I'm well aware that this song has been out for two years, what I didn't know was that it was literally named Minnesota. I remember hearing it at parties and thinking to myself "What is this shit? Is this a grown man literally whining in a microphone?"
The thing is this blog isn't about hating on Lil Yachty. In fact I actually have a few of his songs on my playlists. It's just this song that I absolutely can't stand.
If you haven't heard the song, its basically 3 minutes and 45 seconds of this repeated over and over:
You need to stay up out them streets if you can't take the heat You need to stay up out them streets if you can't take the heat 'Cause it get cold like Minnesota, cold like Minnesota Cold like Minnesota, cold like Minnesota
We are SO FAR past the days where we wrote meaningful lyrics, at least in pop music. If you have a basic grasp on science and an understanding of how temperature works, these lyrics make absolutely no sense. If those streets get so hot that you can't take the heat, you need to get off of them because they get cold like Minnesota? One minute the streets are hot as shit, the next they are as cold as Minnesota? Honestly sounds like a lot of potholes just waiting to happen.
Now that I think about it, maybe Lil Yachty is low-key referencing how bipolar our weather can be. One day its -30 and you're being slapped with frostbite the minute you walk out the door. The next day its 40 degrees and you see your neighbor cleaning up his Mustang because he thinks it's finally Spring.
There's also a part of me that wonders why he chose Minnesota. You ever been to North Dakota? Minnesota is nothing compared to the polar vortex up there. Everything about this song has puzzled me thus far.
Here is their music video. If you can make it through the entire thing, I applaud you.

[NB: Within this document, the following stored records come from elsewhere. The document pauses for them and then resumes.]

//! Game-system service.
use super::{ServiceError, ServiceResult, reject};
use crate::model::{GameSystem, GameSystemPayload};
use crate::store::{Repository, StoreError, StoreResult};
use std::sync::Arc;
use tokio::sync::Mutex;
use uuid::Uuid;

pub const CREATE_GAMESYSTEM_NAME_TAKEN: &str = "CREATE_GAMESYSTEM_NAME_TAKEN";
pub const UPDATE_GAMESYSTEM_NOT_FOUND: &str = "UPDATE_GAMESYSTEM_NOT_FOUND";
pub const UPDATE_GAMESYSTEM_NAME_TAKEN: &str = "UPDATE_GAMESYSTEM_NAME_TAKEN";
pub const DELETE_GAMESYSTEM_NOT_FOUND: &str = "DELETE_GAMESYSTEM_NOT_FOUND";

pub struct GameSystemService {
    repo: Arc<dyn Repository<GameSystem>>,
    writes: Mutex<()>,
}

impl GameSystemService {
    pub fn new(repo: Arc<dyn Repository<GameSystem>>) -> Self {
        Self {
            repo,
            writes: Mutex::new(()),
        }
    }

    pub async fn get_all(&self) -> StoreResult<Vec<GameSystem>> {
        self.repo.list().await
    }

    /// `None` when no record has `id`.
    pub async fn get_by_id(&self, id: &str) -> StoreResult<Option<GameSystem>> {
        self.repo.get(id).await
    }

    pub async fn create(&self, payload: GameSystemPayload) -> ServiceResult<GameSystem> {
        let _guard = self.writes.lock().await;
        if self.repo.find_by_name(&payload.name).await?.is_some() {
            return Err(reject(CREATE_GAMESYSTEM_NAME_TAKEN));
        }
        let record = GameSystem::from_payload(Uuid::new_v4().to_string(), payload);
        match self.repo.insert(record).await {
            Ok(created) => {
                tracing::debug!(id = %created.id, name = %created.name, "game system created");
                Ok(created)
            }
            Err(StoreError::Conflict(_)) => Err(reject(CREATE_GAMESYSTEM_NAME_TAKEN)),
            Err(err) => Err(ServiceError::Unexpected(err)),
        }
    }

    pub async fn update(&self, id: &str, payload: GameSystemPayload) -> ServiceResult<GameSystem> {
        let _guard = self.writes.lock().await;
        let Some(mut record) = self.repo.get(id).await? else {
            return Err(reject(UPDATE_GAMESYSTEM_NOT_FOUND));
        };
        if let Some(holder) = self.repo.find_by_name(&payload.name).await? {
            if holder.id != id {
                return Err(reject(UPDATE_GAMESYSTEM_NAME_TAKEN));
            }
        }
        record.apply(payload);
        match self.repo.replace(record).await {
            Ok(updated) => {
                tracing::debug!(id = %updated.id, name = %updated.name, "game system updated");
                Ok(updated)
            }
            Err(StoreError::NotFound(_)) => Err(reject(UPDATE_GAMESYSTEM_NOT_FOUND)),
            Err(err) => Err(ServiceError::Unexpected(err)),
        }
    }

    pub async fn delete(&self, id: &str) -> ServiceResult<()> {
        let _guard = self.writes.lock().await;
        match self.repo.remove(id).await {
            Ok(()) => {
                tracing::debug!(%id, "game system deleted");
                Ok(())
            }
            Err(StoreError::NotFound(_)) => Err(reject(DELETE_GAMESYSTEM_NOT_FOUND)),
            Err(err) => Err(ServiceError::Unexpected(err)),
        }
    }

    pub async fn health_check(&self) -> StoreResult<()> {
        self.repo.health_check().await
    }
}

#[cfg(test)]
mod tests {
    use super::*;
    use crate::helpers::message::build_error_message;
    use crate::store::memory::InMemoryRepository;
    use crate::store::testing::RacingRepository;

    fn service() -> GameSystemService {
        GameSystemService::new(Arc::new(InMemoryRepository::<GameSystem>::new()))
    }

    fn payload(name: &str) -> GameSystemPayload {
        GameSystemPayload {
            name: name.to_string(),
            description: format!("{name} description"),
            image: format!("{name}.png"),
        }
    }

    fn rejected_code(err: ServiceError) -> String {
        match err {
            ServiceError::Rejected(message) => message.message,
            other => panic!("expected rejection, got {other:?}"),
        }
    }

    #[tokio::test]
    async fn create_then_get_returns_same_record() {
        let svc = service();
        let created = svc
            .create(payload("Sega Master System"))
            .await
            .expect("create");
        assert!(!created.id.is_empty());
        let fetched = svc
            .get_by_id(&created.id)
            .await
            .expect("get")
            .expect("present");
        assert_eq!(fetched, created);
    }

    #[tokio::test]
    async fn created_ids_are_unique() {
        let svc = service();
        let first = svc.create(payload("Atari 2600")).await.expect("first");
        let second = svc.create(payload("Atari 7800")).await.expect("second");
        assert_ne!(first.id, second.id);
        assert_eq!(svc.get_all().await.expect("list").len(), 2);
    }

    #[tokio::test]
    async fn duplicate_name_on_create_is_rejected() {
        let svc = service();
        svc.create(payload("Sega Master System"))
            .await
            .expect("first");
        let err = svc
            .create(payload("Sega Master System"))
            .await
            .expect_err("duplicate");
        match err {
            ServiceError::Rejected(message) => {
                assert_eq!(message, build_error_message(CREATE_GAMESYSTEM_NAME_TAKEN));
            }
            other => panic!("unexpected error {other:?}"),
        }
        // Name matching is case-sensitive.
        svc.create(payload("SEGA MASTER SYSTEM"))
            .await
            .expect("different case");
    }

    #[tokio::test]
    async fn missing_ids_are_not_errors_for_reads() {
        let svc = service();
        assert!(svc.get_by_id("AAAA1").await.expect("get").is_none());

        let err = svc
            .update("AAAA1", payload("Nintendo 64"))
            .await
            .expect_err("update missing");
        assert_eq!(rejected_code(err), UPDATE_GAMESYSTEM_NOT_FOUND);

        let err = svc.delete("AAAA1").await.expect_err("delete missing");
        assert_eq!(rejected_code(err), DELETE_GAMESYSTEM_NOT_FOUND);
    }

    #[tokio::test]
    async fn update_checks_name_against_other_records() {
        let svc = service();
        let snes = svc
            .create(payload("Nintendo Super NES"))
            .await
            .expect("snes");
        let md = svc.create(payload("Sega Mega Drive")).await.expect("md");

        let err = svc
            .update(&md.id, payload("Nintendo Super NES"))
            .await
            .expect_err("name taken");
        assert_eq!(rejected_code(err), UPDATE_GAMESYSTEM_NAME_TAKEN);

        let mut same_name = payload("Nintendo Super NES");
        same_name.description = "Super Famicom abroad".to_string();
        let updated = svc.update(&snes.id, same_name).await.expect("own name");
        assert_eq!(updated.id, snes.id);
        assert_eq!(updated.description, "Super Famicom abroad");

        let listed = svc.get_all().await.expect("list");
        assert_eq!(listed[0], updated);
        assert_eq!(listed[1], md);
    }

    #[tokio::test]
    async fn delete_removes_record() {
        let svc = service();
        let created = svc.create(payload("Neo Geo")).await.expect("create");
        svc.delete(&created.id).await.expect("delete");
        assert!(svc.get_by_id(&created.id).await.expect("get").is_none());
        assert!(svc.get_all().await.expect("list").is_empty());
    }

    #[tokio::test]
    async fn writes_that_lose_a_race_are_rejected() {
        let existing = GameSystem::from_payload("AAAA1".to_string(), payload("Nintendo Super NES"));
        let svc = GameSystemService::new(Arc::new(RacingRepository {
            records: InMemoryRepository::with_records(vec![existing.clone()]),
        }));

        let err = svc
            .create(payload("Sega Saturn"))
            .await
            .expect_err("insert conflict");
        assert_eq!(rejected_code(err), CREATE_GAMESYSTEM_NAME_TAKEN);

        let err = svc
            .update(&existing.id, payload("Super Famicom"))
            .await
            .expect_err("replaced concurrently");
        assert_eq!(rejected_code(err), UPDATE_GAMESYSTEM_NOT_FOUND);

        let err = svc
            .delete(&existing.id)
            .await
            .expect_err("removed concurrently");
        assert_eq!(rejected_code(err), DELETE_GAMESYSTEM_NOT_FOUND);
    }
}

I immediately started dying when I saw them going hard on the zamboni, what was that? Either Lil Yachty is mocking us and our love for hockey or he just absolutely loves the sport. I would honestly love to see the rink owner's reaction when they presented him with the idea for this. "Yeah, we're looking to film a music video that features dabbing on your Zamboni, smoking cigars, drinking champagne, and doing unchoreographed group dances on your rink". Who cares what they do on the rink as long as they are off in time for tomorrow's game.
They way I see it, there's no such thing as bad publicity. Being known for being cold is better than being known for nothing right?